WHAT NEEDS TO BE DONE:
Please repeat, from the entries that follow, the lines from the one containing "let now = self.clock.now();" through the one containing "let mut out" exactly, adding nothing.

TASK INPUT:
+++

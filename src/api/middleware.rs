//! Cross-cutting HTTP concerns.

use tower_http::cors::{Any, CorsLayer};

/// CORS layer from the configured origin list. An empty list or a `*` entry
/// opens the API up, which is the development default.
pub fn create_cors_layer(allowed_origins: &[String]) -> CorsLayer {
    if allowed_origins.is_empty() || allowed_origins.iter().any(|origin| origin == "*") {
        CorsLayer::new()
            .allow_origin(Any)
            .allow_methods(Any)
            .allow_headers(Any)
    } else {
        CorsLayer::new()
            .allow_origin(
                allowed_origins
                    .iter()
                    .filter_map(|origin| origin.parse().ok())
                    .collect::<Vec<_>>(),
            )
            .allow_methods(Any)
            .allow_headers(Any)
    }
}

+++

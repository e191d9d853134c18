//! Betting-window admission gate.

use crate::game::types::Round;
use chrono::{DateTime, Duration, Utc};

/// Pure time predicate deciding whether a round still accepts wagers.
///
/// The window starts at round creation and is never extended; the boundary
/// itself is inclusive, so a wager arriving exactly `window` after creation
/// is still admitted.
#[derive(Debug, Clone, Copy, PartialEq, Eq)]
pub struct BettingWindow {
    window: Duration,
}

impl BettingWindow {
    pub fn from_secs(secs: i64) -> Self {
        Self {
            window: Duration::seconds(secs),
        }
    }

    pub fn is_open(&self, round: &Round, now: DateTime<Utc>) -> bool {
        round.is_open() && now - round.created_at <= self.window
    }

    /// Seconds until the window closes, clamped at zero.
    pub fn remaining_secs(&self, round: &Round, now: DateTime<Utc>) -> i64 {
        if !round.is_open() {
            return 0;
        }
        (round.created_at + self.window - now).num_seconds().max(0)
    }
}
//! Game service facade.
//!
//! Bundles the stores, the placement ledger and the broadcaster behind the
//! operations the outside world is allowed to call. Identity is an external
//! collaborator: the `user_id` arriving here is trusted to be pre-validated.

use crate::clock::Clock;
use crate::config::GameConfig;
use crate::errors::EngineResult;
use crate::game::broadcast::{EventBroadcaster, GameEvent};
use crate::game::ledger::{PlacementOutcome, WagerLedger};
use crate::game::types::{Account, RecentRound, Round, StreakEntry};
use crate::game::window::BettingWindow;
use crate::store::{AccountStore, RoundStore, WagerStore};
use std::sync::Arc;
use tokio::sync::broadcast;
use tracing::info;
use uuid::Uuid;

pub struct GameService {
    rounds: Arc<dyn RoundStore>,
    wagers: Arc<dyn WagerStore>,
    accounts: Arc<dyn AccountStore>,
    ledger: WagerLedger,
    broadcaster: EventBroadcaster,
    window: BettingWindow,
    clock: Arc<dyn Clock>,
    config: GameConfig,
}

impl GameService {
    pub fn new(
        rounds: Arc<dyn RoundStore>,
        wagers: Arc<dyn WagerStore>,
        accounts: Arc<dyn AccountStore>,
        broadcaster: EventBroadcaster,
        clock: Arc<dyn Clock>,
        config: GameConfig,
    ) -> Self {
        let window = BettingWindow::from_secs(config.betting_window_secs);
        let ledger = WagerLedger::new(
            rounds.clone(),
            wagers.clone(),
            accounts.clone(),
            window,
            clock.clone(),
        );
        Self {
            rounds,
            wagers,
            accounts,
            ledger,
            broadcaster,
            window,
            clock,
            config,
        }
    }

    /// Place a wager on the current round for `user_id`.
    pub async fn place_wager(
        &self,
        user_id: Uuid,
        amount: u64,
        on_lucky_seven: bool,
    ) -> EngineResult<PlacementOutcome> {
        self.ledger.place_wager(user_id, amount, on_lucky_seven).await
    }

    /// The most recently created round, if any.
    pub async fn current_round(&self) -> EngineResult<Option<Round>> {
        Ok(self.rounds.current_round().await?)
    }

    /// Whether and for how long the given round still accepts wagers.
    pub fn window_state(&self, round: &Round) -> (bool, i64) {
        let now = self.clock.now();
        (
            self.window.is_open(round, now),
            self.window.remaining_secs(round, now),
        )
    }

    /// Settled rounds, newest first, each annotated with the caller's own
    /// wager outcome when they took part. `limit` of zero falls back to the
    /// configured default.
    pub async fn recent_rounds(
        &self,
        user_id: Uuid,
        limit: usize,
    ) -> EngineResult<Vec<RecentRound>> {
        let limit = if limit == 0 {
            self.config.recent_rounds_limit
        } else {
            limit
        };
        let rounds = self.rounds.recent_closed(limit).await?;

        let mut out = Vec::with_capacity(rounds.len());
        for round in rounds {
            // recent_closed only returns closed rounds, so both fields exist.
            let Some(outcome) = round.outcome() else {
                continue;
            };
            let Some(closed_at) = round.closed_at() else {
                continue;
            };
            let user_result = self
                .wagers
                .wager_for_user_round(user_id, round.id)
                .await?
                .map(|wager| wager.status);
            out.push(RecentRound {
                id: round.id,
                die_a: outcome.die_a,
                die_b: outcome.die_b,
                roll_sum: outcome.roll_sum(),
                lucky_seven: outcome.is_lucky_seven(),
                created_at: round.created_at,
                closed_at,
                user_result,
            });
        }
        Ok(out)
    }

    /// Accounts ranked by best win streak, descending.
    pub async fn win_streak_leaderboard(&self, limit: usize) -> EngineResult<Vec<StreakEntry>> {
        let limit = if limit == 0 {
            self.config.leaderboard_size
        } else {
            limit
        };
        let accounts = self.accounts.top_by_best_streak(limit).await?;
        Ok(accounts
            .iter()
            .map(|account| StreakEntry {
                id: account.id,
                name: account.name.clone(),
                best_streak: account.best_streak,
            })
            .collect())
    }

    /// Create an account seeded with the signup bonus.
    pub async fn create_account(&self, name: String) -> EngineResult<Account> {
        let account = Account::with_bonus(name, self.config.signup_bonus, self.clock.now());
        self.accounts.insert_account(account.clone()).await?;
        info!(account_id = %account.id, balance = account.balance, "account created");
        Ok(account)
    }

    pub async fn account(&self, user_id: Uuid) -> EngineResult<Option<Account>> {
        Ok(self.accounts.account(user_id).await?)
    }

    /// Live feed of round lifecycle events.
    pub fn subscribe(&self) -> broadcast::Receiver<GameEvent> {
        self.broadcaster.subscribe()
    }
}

+++

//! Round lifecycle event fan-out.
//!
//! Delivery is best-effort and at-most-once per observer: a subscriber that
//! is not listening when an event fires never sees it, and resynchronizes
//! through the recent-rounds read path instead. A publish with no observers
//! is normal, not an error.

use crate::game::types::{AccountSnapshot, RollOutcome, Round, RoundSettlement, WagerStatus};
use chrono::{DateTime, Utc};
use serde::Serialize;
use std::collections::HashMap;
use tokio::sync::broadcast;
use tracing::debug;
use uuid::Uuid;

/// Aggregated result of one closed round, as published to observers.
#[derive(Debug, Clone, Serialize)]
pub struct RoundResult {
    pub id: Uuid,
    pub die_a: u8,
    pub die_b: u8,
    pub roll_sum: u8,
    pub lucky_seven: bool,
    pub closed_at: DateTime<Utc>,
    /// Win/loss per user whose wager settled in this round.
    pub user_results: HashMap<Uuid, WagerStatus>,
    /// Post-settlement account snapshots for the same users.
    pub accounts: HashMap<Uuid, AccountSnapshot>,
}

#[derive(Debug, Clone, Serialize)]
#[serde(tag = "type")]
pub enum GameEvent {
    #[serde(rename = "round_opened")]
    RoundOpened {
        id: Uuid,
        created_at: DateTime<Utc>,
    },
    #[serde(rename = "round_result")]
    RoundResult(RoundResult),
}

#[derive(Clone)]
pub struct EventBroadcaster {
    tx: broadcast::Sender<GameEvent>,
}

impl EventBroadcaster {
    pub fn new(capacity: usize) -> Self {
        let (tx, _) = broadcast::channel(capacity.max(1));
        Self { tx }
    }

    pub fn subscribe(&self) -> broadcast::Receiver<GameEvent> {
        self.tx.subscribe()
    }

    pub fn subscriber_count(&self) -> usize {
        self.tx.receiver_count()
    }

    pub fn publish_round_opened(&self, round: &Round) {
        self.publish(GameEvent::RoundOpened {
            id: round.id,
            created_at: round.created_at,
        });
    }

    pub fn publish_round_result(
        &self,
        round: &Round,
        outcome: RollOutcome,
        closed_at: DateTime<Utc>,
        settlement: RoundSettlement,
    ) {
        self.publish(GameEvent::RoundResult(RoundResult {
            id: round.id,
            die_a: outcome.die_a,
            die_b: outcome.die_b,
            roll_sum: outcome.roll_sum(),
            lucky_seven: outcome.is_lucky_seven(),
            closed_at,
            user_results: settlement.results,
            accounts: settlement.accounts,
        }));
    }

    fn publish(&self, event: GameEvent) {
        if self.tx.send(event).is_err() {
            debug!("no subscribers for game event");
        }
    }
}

+++

ANSWER BOX:
        let now = self.clock.now();
        (
            self.window.is_open(round, now),
            self.window.remaining_secs(round, now),
        )
    }

    /// Settled rounds, newest first, each annotated with the caller's own
    /// wager outcome when they took part. `limit` of zero falls back to the
    /// configured default.
    pub async fn recent_rounds(
        &self,
        user_id: Uuid,
        limit: usize,
    ) -> EngineResult<Vec<RecentRound>> {
        let limit = if limit == 0 {
            self.config.recent_rounds_limit
        } else {
            limit
        };
        let rounds = self.rounds.recent_closed(limit).await?;

        let mut out = Vec::with_capacity(rounds.len());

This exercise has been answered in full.